Handling and analysis of the Enron Email Dataset - Part 2


In [1]:
%matplotlib inline
from IPython.display import display, HTML
import numpy as np
import pandas as pd
from enrondatahandling import EnronEmailDataset
import matplotlib.pyplot as plt
import networkx as nx

In [2]:
# Load and parse the enron email dataset
enronData = EnronEmailDataset('./data')


Surveyed 1702 email files
Parsed 1702 emails
Found 83 responses

Further clarification of the analysis done in Part 1

Who are the biggest email senders?

Note: Separated out between direct, broadcast and all emails

Note: Not sure why there are emails that have NO recipients at all


In [3]:
def count_senders(df):
    return (
        df.groupby('sender')
        .count().rename(columns={'ts': 'count'})
        .sort_values(by='count', ascending=[0]))
        
power_senders = {
    "ALL": count_senders(enronData.emails[['sender', 'ts']]),
    "DIRECT": count_senders(enronData.emails[enronData.emails.num_recipients == 1][['sender', 'ts']]),
    "BROADCAST": count_senders(enronData.emails[enronData.emails.num_recipients > 1][['sender', 'ts']]),
    "NO_RECEIPT": count_senders(enronData.emails[enronData.emails.num_recipients == 0][['sender', 'ts']])
}

_, axs = plt.subplots(1, len(power_senders))

all_plots = []
max_ybound = 0
for name, df in power_senders.iteritems():
    plot = df[:5].plot(
        ax=axs[len(all_plots)], 
        kind='bar', 
        legend=None, 
        title="Power {} senders".format(name), 
        figsize=(15, 4), 
        fontsize=14)
    all_plots.append(plot)
    max_ybound = max(max_ybound, plot.get_ybound())

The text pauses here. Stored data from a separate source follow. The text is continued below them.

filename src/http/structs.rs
/// Per-connection request handler.
pub mod doc_handler;

/// Shared server state: catalog, module source and limits.
pub mod doc_server;

/// A complete response before it is handed to hyper.
pub mod http_response;

/// Connection wrapper that serves already read bytes first.
pub mod replay_stream;
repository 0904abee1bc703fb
use std::path::PathBuf;

#[derive(Debug, Clone, PartialEq, Eq)]
pub struct ModuleLocation {
    pub name: String,
    /// The source file: `__init__.py` for packages.
    pub path: PathBuf,
    pub is_package: bool,
}
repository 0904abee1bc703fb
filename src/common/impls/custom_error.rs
use std::error::Error;
use std::fmt;
use std::fmt::Formatter;
use crate::common::structs::custom_error::CustomError;

impl CustomError {
    pub fn new(msg: &str) -> CustomError {
        CustomError { message: msg.to_string() }
    }

    pub fn message(&self) -> &str {
        &self.message
    }
}

impl fmt::Display for CustomError {
    fn fmt(&self, f: &mut Formatter) -> fmt::Result {
        write!(f, "{}", self.message)
    }
}

impl Error for CustomError {}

all_plots[0].set_ylabel("Total number of emails sent")

# Make the y axes the same in all plots
for plot in all_plots:
    plot.set_ybound(max_ybound)


Who are the biggest email receivers?


In [4]:
def count_recipients(df):
    return (
        df
        .groupby('recipient')
        .count()[['email_id']]
        .rename(columns={'email_id': 'count'})
        .sort_values(by='count', ascending=[0])
)

recipients = pd.merge(
    enronData.recipients[['recipient', 'email_id']], 
    enronData.emails[['num_recipients']], 
    left_on='email_id', 
    right_index=True)

power_receivers = {
    "ALL": count_recipients(recipients),
    "DIRECT": count_recipients(recipients[recipients['num_recipients'] == 1]),
    "BROADCAST": count_recipients(recipients[recipients['num_recipients'] > 1])
}

_, axs = plt.subplots(1, len(power_receivers))

all_plots = []
max_ybound = 0
for name, df in power_receivers.iteritems():
    plot = df[:5].plot(
        ax=axs[len(all_plots)], 
        kind='bar', 
        legend=None, 
        title="Power {} receivers".format(name), 
        figsize=(15, 4), 
        fontsize=14)
    all_plots.append(plot)
    max_ybound = max(max_ybound, plot.get_ybound())

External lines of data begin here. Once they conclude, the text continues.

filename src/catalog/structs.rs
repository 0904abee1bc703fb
//! Catalog data structures.

/// Warning sink for non-fatal failures.
pub mod diagnostics;

/// The ordered set of discovered module names.
pub mod module_catalog;

/// A resolved module handle.
pub mod module_location;

/// A single non-fatal diagnostic.
pub mod warning;
use bytes::Bytes;
use hyper::StatusCode;

#[derive(Debug, Clone, PartialEq, Eq)]
pub struct HttpResponse {
    pub status: StatusCode,
    pub content_type: &'static str,
    pub body: Bytes,
}
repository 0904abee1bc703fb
//! Implementation blocks for catalog types.

/// Recording and querying of warnings.
pub mod diagnostics;

/// Discovery walk and queries of `ModuleCatalog`.
pub mod module_catalog;

/// Display impl for `Warning`.
pub mod warning;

all_plots[0].set_ylabel("Total number of emails received")

# Make the y axes the same in all plots
for plot in all_plots:
    plot.set_ybound(max_ybound)


Who was cc'ed the most in general and in otherwise "direct" emails?

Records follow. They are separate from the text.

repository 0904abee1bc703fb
use std::collections::HashSet;
use std::path::PathBuf;
use log::{debug, info};
use crate::catalog::structs::diagnostics::Diagnostics;
use crate::catalog::structs::module_catalog::ModuleCatalog;
use crate::catalog::structs::module_location::ModuleLocation;
use crate::catalog::traits::module_source::ModuleSource;

impl ModuleCatalog {
    #[tracing::instrument(level = "debug", skip(source, diagnostics))]
    pub fn new(roots: &[String], source: &dyn ModuleSource, diagnostics: &mut Diagnostics) -> ModuleCatalog {
        let mut catalog = ModuleCatalog::default();
        let mut visited: HashSet<PathBuf> = HashSet::new();

        for root in roots {
            if catalog.roots.contains(root) {
                continue;
            }
            catalog.roots.push(root.clone());
            if catalog.index.contains(root) {
                continue;
            }
            match source.find(root) {
                Ok(location) => {
                    catalog.insert(root);
                    catalog.walk(&location, source, diagnostics, &mut visited);
                }
                Err(error) => {
                    diagnostics.import_failed(&error);
                    catalog.insert(root);
                }
            }
        }

        info!("[CATALOG] {} modules discovered from {} roots", catalog.members.len(), catalog.roots.len());
        catalog
    }

    fn walk(&mut self, location: &ModuleLocation, source: &dyn ModuleSource, diagnostics: &mut Diagnostics, visited: &mut HashSet<PathBuf>) {
        if !location.is_package {
            return;
        }
        if !visited.insert(location.path.clone()) {
            debug!("[CATALOG] {} was already walked through {}", location.name, location.path.display());
            return;
        }
        let children = match source.submodules(location) {
            Ok(children) => children,
            Err(error) => {
                diagnostics.import_failed(&error);
                return;
            }
        };
        for child in children {
            let name = format!("{}.{}", location.name, child);
            if self.index.contains(&name) {
                continue;
            }
            match source.find(&name) {
                Ok(child_location) => {
                    self.insert(&name);
                    self.walk(&child_location, source, diagnostics, visited);
                }
                Err(error) => diagnostics.import_failed(&error)
            }
        }
    }

    fn insert(&mut self, name: &str) {
        if self.index.insert(name.to_string()) {
            self.members.push(name.to_string());
        }
    }

    pub fn roots(&self) -> &[String] {
        &self.roots
    }

    pub fn iter(&self) -> std::slice::Iter<'_, String> {
        self.members.iter()
    }

    pub fn len(&self) -> usize {
        self.members.len()
    }

    pub fn is_empty(&self) -> bool {
        self.members.is_empty()
    }

    pub fn contains(&self, name: &str) -> bool {
        self.index.contains(name)
    }

    /// Direct submodules of `name`, in catalog order.
    pub fn children(&self, name: &str) -> Vec<&str> {
        let prefix = format!("{name}.");
        self.members
            .iter()
            .filter_map(|member| member.strip_prefix(prefix.as_str()).filter(|rest| !rest.contains('.')).map(|_| member.as_str()))
            .collect()
    }
}

impl<'a> IntoIterator for &'a ModuleCatalog {
    type Item = &'a String;
    type IntoIter = std::slice::Iter<'a, String>;

    fn into_iter(self) -> Self::IntoIter {
        self.members.iter()
    }
}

Note: Seems Bcc is not really a thing for them


In [5]:
recipients = pd.merge(
    enronData.recipients, 
    enronData.emails[['num_tos']], 
    left_on='email_id', 
    right_index=True)

def count_most_cced(df):
    return (
        df
        .groupby('recipient')
        .count()[['email_id']]
        .rename(columns={'email_id': 'count'})
        .sort_values(by='count', ascending=[0]))

power_cced = {
    "ALL": count_most_cced(recipients[(recipients['type'] == 'cc')]),
    "DIRECT": count_most_cced(recipients[(recipients['type'] == 'cc') & (recipients['num_tos'] == 1)])
}

_, axs = plt.subplots(1, len(power_cced))

all_plots = []
max_ybound = 0
for name, df in power_cced.iteritems():
    plot = df[:5].plot(
        ax=axs[len(all_plots)], 
        kind='bar', 
        legend=None, 
        title="Most cc'ed ({})".format(name),
        figsize=(15, 4), 
        fontsize=14)
    all_plots.append(plot)
    max_ybound = max(max_ybound, plot.get_ybound())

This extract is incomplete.